Stored data
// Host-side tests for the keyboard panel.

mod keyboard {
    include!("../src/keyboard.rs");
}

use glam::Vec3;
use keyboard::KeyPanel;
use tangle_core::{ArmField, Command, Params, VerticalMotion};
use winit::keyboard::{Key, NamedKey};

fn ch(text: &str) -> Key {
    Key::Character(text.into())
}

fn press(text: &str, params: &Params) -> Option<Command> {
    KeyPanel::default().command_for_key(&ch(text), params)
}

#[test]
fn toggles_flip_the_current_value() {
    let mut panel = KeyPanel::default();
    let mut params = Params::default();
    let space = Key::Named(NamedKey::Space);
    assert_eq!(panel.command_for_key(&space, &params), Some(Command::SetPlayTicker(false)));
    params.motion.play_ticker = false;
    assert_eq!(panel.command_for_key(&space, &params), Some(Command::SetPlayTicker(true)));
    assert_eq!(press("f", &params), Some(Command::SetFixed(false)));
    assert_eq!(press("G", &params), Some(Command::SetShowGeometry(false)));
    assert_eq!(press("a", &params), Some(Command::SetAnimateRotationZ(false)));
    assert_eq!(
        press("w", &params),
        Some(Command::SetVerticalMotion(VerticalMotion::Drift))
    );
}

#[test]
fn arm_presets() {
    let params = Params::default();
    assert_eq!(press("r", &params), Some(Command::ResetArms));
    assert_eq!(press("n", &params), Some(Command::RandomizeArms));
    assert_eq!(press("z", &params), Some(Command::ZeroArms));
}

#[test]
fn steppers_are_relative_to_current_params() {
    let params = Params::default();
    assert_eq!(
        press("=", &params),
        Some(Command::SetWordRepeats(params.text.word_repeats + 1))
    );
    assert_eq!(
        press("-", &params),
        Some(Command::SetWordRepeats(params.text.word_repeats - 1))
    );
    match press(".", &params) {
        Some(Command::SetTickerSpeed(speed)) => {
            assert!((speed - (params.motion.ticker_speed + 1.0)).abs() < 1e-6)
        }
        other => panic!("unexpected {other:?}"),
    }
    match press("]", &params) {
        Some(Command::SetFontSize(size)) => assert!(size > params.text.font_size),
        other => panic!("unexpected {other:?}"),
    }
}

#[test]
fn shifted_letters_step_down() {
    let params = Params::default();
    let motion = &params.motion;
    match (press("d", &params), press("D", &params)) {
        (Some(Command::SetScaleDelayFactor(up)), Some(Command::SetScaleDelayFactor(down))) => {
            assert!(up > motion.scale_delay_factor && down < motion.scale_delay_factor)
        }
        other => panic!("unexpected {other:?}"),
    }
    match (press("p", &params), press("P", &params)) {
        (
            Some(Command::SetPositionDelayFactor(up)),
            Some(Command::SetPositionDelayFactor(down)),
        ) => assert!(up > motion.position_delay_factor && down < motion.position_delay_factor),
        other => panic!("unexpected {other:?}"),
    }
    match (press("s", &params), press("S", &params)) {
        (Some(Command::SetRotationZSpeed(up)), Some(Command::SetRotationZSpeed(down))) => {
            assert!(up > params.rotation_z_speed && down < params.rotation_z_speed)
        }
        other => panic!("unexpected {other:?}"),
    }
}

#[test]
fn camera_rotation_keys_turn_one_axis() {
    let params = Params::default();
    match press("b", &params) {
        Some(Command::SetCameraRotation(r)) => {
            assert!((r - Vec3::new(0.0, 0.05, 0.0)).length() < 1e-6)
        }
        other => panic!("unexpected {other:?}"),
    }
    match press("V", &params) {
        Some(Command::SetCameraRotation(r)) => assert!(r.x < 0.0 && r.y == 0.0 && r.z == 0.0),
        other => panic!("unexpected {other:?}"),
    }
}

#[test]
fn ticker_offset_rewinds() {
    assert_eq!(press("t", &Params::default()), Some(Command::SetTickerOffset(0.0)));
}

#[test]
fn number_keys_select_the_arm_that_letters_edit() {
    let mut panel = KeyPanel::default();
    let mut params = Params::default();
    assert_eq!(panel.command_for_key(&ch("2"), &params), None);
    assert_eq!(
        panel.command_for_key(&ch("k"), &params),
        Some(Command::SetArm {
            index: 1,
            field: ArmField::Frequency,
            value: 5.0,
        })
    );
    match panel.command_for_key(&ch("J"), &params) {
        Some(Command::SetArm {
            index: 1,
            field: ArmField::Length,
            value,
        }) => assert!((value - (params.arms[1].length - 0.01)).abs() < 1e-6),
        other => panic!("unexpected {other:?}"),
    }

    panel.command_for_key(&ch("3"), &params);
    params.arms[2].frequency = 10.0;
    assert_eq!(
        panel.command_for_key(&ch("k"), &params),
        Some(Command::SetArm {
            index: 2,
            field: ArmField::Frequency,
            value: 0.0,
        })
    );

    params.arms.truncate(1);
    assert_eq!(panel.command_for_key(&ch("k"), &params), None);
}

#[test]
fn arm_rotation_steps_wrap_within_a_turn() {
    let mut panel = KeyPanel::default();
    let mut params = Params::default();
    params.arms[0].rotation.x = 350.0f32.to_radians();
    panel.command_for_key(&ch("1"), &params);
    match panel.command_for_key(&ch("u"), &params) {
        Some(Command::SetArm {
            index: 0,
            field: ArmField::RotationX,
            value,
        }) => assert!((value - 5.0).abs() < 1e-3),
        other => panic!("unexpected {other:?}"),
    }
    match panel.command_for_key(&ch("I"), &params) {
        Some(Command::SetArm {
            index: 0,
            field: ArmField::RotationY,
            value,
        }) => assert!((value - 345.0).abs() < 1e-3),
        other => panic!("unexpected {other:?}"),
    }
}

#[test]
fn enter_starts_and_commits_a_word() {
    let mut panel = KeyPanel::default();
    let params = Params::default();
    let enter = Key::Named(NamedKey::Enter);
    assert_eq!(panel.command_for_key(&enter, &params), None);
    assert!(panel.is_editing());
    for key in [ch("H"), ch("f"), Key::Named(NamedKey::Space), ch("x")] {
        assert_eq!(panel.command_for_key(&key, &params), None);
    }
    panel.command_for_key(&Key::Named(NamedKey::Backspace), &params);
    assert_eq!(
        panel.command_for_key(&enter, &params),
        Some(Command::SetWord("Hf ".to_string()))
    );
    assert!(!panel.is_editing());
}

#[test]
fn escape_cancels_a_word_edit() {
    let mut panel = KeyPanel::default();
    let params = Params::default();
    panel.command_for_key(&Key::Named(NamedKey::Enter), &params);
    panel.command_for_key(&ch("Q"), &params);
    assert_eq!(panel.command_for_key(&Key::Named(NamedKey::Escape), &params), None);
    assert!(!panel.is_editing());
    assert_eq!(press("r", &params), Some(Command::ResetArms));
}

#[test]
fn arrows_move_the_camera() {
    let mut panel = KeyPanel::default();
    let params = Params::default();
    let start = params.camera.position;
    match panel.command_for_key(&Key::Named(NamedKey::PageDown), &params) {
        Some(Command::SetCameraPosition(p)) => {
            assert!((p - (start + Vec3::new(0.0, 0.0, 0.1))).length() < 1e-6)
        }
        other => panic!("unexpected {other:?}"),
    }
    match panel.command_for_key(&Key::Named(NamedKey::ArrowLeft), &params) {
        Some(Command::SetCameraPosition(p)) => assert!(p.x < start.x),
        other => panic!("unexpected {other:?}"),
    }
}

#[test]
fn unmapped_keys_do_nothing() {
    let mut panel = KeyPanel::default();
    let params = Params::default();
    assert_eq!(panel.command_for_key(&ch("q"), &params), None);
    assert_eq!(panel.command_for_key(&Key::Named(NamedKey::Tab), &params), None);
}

- [Activity] Every line of the data is to be retyped without alteration.

- [Result of this exercise]
// Host-side tests for the keyboard panel.

mod keyboard {
    include!("../src/keyboard.rs");
}

use glam::Vec3;
use keyboard::KeyPanel;
use tangle_core::{ArmField, Command, Params, VerticalMotion};
use winit::keyboard::{Key, NamedKey};

fn ch(text: &str) -> Key {
    Key::Character(text.into())
}

fn press(text: &str, params: &Params) -> Option<Command> {
    KeyPanel::default().command_for_key(&ch(text), params)
}

#[test]
fn toggles_flip_the_current_value() {
    let mut panel = KeyPanel::default();
    let mut params = Params::default();
    let space = Key::Named(NamedKey::Space);
    assert_eq!(panel.command_for_key(&space, &params), Some(Command::SetPlayTicker(false)));
    params.motion.play_ticker = false;
    assert_eq!(panel.command_for_key(&space, &params), Some(Command::SetPlayTicker(true)));
    assert_eq!(press("f", &params), Some(Command::SetFixed(false)));
    assert_eq!(press("G", &params), Some(Command::SetShowGeometry(false)));
    assert_eq!(press("a", &params), Some(Command::SetAnimateRotationZ(false)));
    assert_eq!(
        press("w", &params),
        Some(Command::SetVerticalMotion(VerticalMotion::Drift))
    );
}

#[test]
fn arm_presets() {
    let params = Params::default();
    assert_eq!(press("r", &params), Some(Command::ResetArms));
    assert_eq!(press("n", &params), Some(Command::RandomizeArms));
    assert_eq!(press("z", &params), Some(Command::ZeroArms));
}

#[test]
fn steppers_are_relative_to_current_params() {
    let params = Params::default();
    assert_eq!(
        press("=", &params),
        Some(Command::SetWordRepeats(params.text.word_repeats + 1))
    );
    assert_eq!(
        press("-", &params),
        Some(Command::SetWordRepeats(params.text.word_repeats - 1))
    );
    match press(".", &params) {
        Some(Command::SetTickerSpeed(speed)) => {
            assert!((speed - (params.motion.ticker_speed + 1.0)).abs() < 1e-6)
        }
        other => panic!("unexpected {other:?}"),
    }
    match press("]", &params) {
        Some(Command::SetFontSize(size)) => assert!(size > params.text.font_size),
        other => panic!("unexpected {other:?}"),
    }
}

#[test]
fn shifted_letters_step_down() {
    let params = Params::default();
    let motion = &params.motion;
    match (press("d", &params), press("D", &params)) {
        (Some(Command::SetScaleDelayFactor(up)), Some(Command::SetScaleDelayFactor(down))) => {
            assert!(up > motion.scale_delay_factor && down < motion.scale_delay_factor)
        }
        other => panic!("unexpected {other:?}"),
    }
    match (press("p", &params), press("P", &params)) {
        (
            Some(Command::SetPositionDelayFactor(up)),
            Some(Command::SetPositionDelayFactor(down)),
        ) => assert!(up > motion.position_delay_factor && down < motion.position_delay_factor),
        other => panic!("unexpected {other:?}"),
    }
    match (press("s", &params), press("S", &params)) {
        (Some(Command::SetRotationZSpeed(up)), Some(Command::SetRotationZSpeed(down))) => {
            assert!(up > params.rotation_z_speed && down < params.rotation_z_speed)
        }
        other => panic!("unexpected {other:?}"),
    }
}

#[test]
fn camera_rotation_keys_turn_one_axis() {
    let params = Params::default();
    match press("b", &params) {
        Some(Command::SetCameraRotation(r)) => {
            assert!((r - Vec3::new(0.0, 0.05, 0.0)).length() < 1e-6)
        }
        other => panic!("unexpected {other:?}"),
    }
    match press("V", &params) {
        Some(Command::SetCameraRotation(r)) => assert!(r.x < 0.0 && r.y == 0.0 && r.z == 0.0),
        other => panic!("unexpected {other:?}"),
    }
}

#[test]
fn ticker_offset_rewinds() {
    assert_eq!(press("t", &Params::default()), Some(Command::SetTickerOffset(0.0)));
}

#[test]
fn number_keys_select_the_arm_that_letters_edit() {
    let mut panel = KeyPanel::default();
    let mut params = Params::default();
    assert_eq!(panel.command_for_key(&ch("2"), &params), None);
    assert_eq!(
        panel.command_for_key(&ch("k"), &params),
        Some(Command::SetArm {
            index: 1,
            field: ArmField::Frequency,
            value: 5.0,
        })
    );
    match panel.command_for_key(&ch("J"), &params) {
        Some(Command::SetArm {
            index: 1,
            field: ArmField::Length,
            value,
        }) => assert!((value - (params.arms[1].length - 0.01)).abs() < 1e-6),
        other => panic!("unexpected {other:?}"),
    }

    panel.command_for_key(&ch("3"), &params);
    params.arms[2].frequency = 10.0;
    assert_eq!(
        panel.command_for_key(&ch("k"), &params),
        Some(Command::SetArm {
            index: 2,
            field: ArmField::Frequency,
            value: 0.0,
        })
    );

    params.arms.truncate(1);
    assert_eq!(panel.command_for_key(&ch("k"), &params), None);
}

#[test]
fn arm_rotation_steps_wrap_within_a_turn() {
    let mut panel = KeyPanel::default();
    let mut params = Params::default();
    params.arms[0].rotation.x = 350.0f32.to_radians();
    panel.command_for_key(&ch("1"), &params);
    match panel.command_for_key(&ch("u"), &params) {
        Some(Command::SetArm {
            index: 0,
            field: ArmField::RotationX,
            value,
        }) => assert!((value - 5.0).abs() < 1e-3),
        other => panic!("unexpected {other:?}"),
    }
    match panel.command_for_key(&ch("I"), &params) {
        Some(Command::SetArm {
            index: 0,
            field: ArmField::RotationY,
            value,
        }) => assert!((value - 345.0).abs() < 1e-3),
        other => panic!("unexpected {other:?}"),
    }
}

#[test]
fn enter_starts_and_commits_a_word() {
    let mut panel = KeyPanel::default();
    let params = Params::default();
    let enter = Key::Named(NamedKey::Enter);
    assert_eq!(panel.command_for_key(&enter, &params), None);
    assert!(panel.is_editing());
    for key in [ch("H"), ch("f"), Key::Named(NamedKey::Space), ch("x")] {
        assert_eq!(panel.command_for_key(&key, &params), None);
    }
    panel.command_for_key(&Key::Named(NamedKey::Backspace), &params);
    assert_eq!(
        panel.command_for_key(&enter, &params),
        Some(Command::SetWord("Hf ".to_string()))
    );
    assert!(!panel.is_editing());
}

#[test]
fn escape_cancels_a_word_edit() {
    let mut panel = KeyPanel::default();
    let params = Params::default();
    panel.command_for_key(&Key::Named(NamedKey::Enter), &params);
    panel.command_for_key(&ch("Q"), &params);
    assert_eq!(panel.command_for_key(&Key::Named(NamedKey::Escape), &params), None);
    assert!(!panel.is_editing());
    assert_eq!(press("r", &params), Some(Command::ResetArms));
}

#[test]
fn arrows_move_the_camera() {
    let mut panel = KeyPanel::default();
    let params = Params::default();
    let start = params.camera.position;
    match panel.command_for_key(&Key::Named(NamedKey::PageDown), &params) {
        Some(Command::SetCameraPosition(p)) => {
            assert!((p - (start + Vec3::new(0.0, 0.0, 0.1))).length() < 1e-6)
        }
        other => panic!("unexpected {other:?}"),
    }
    match panel.command_for_key(&Key::Named(NamedKey::ArrowLeft), &params) {
        Some(Command::SetCameraPosition(p)) => assert!(p.x < start.x),
        other => panic!("unexpected {other:?}"),
    }
}

#[test]
fn unmapped_keys_do_nothing() {
    let mut panel = KeyPanel::default();
    let params = Params::default();
    assert_eq!(panel.command_for_key(&ch("q"), &params), None);
    assert_eq!(panel.command_for_key(&Key::Named(NamedKey::Tab), &params), None);
}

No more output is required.